*Problem details:*
Nothing outside the stretch is wanted. Repeat exactly the lines of the listing below from the one that contains "platform boot event)." through the one that contains "no access token", both ends included.

━━━━━ Source information ━━━━━

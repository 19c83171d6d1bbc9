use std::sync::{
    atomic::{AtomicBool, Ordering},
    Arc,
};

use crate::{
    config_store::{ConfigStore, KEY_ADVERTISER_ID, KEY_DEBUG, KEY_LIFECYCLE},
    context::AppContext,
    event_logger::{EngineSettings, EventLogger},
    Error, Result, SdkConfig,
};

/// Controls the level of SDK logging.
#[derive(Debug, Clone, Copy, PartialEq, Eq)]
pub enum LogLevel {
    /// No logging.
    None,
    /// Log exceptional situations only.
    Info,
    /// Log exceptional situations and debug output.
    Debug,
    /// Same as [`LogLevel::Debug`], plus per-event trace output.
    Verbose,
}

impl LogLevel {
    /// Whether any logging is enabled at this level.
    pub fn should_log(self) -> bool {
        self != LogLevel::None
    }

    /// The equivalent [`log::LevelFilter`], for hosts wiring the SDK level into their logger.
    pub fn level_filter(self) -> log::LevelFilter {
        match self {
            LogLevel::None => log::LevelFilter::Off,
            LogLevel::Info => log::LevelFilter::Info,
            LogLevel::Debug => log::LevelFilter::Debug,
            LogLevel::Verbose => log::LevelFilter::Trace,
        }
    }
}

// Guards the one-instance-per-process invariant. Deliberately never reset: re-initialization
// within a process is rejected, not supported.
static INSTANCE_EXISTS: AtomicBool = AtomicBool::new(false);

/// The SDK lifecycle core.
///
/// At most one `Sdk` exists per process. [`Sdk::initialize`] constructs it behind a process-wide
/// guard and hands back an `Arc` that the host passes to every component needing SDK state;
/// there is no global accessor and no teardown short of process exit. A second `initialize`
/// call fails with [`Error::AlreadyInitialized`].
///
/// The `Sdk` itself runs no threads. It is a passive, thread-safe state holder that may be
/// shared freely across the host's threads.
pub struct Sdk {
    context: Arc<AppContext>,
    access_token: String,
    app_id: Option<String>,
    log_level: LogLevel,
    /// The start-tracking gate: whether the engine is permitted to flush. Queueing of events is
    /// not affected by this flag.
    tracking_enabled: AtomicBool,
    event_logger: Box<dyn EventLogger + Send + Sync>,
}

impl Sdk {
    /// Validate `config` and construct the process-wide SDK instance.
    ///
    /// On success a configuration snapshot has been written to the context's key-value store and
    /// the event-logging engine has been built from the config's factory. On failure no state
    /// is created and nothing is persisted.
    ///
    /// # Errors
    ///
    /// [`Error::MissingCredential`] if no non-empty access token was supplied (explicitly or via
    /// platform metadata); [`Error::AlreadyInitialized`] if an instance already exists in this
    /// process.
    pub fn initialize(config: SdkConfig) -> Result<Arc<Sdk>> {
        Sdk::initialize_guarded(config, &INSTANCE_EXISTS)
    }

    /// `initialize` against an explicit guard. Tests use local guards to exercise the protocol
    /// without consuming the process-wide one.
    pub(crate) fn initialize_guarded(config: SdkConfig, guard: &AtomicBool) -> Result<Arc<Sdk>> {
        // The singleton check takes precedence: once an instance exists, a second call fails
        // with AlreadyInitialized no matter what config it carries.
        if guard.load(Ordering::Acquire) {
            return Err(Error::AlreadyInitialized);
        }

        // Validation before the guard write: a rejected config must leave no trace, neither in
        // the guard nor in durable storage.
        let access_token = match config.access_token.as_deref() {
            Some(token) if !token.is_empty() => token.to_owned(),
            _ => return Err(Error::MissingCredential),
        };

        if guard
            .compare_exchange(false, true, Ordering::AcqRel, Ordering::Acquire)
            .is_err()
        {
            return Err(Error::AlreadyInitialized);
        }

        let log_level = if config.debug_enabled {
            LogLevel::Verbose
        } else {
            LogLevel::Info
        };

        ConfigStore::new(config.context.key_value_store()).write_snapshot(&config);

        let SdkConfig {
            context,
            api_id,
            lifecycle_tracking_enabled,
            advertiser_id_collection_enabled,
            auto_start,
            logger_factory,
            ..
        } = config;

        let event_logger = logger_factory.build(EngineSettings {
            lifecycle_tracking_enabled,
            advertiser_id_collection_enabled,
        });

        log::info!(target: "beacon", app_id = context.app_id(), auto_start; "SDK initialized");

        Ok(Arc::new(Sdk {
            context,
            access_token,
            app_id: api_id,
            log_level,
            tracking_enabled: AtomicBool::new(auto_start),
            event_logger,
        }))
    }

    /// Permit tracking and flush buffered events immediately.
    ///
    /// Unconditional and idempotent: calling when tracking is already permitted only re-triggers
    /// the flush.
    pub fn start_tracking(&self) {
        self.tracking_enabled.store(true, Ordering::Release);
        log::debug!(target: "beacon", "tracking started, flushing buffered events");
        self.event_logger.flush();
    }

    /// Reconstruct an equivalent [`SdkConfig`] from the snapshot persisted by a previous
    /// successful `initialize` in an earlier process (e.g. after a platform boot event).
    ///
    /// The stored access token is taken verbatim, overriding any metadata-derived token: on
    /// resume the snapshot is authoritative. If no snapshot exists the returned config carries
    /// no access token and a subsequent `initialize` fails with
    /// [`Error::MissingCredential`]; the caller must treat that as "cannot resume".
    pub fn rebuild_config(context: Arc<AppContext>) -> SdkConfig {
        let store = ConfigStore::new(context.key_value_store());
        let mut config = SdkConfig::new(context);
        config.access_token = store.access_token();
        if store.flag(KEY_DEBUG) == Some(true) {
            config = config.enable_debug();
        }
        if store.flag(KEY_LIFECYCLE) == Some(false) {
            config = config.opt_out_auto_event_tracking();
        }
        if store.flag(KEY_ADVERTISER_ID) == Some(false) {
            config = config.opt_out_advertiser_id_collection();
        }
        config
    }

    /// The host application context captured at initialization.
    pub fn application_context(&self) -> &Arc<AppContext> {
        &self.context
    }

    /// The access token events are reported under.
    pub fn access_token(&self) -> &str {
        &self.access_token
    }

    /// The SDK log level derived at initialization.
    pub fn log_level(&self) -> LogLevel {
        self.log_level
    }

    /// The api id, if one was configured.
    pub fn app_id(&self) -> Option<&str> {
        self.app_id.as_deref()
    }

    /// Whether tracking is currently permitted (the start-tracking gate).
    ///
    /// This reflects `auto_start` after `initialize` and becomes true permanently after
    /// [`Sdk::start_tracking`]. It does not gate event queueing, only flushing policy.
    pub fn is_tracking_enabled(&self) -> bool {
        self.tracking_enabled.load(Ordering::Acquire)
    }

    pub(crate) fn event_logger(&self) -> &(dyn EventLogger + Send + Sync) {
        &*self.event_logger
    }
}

━━━━━

*Result for this task:*
    /// successful `initialize` in an earlier process (e.g. after a platform boot event).
    ///
    /// The stored access token is taken verbatim, overriding any metadata-derived token: on
    /// resume the snapshot is authoritative. If no snapshot exists the returned config carries
    /// no access token and a subsequent `initialize` fails with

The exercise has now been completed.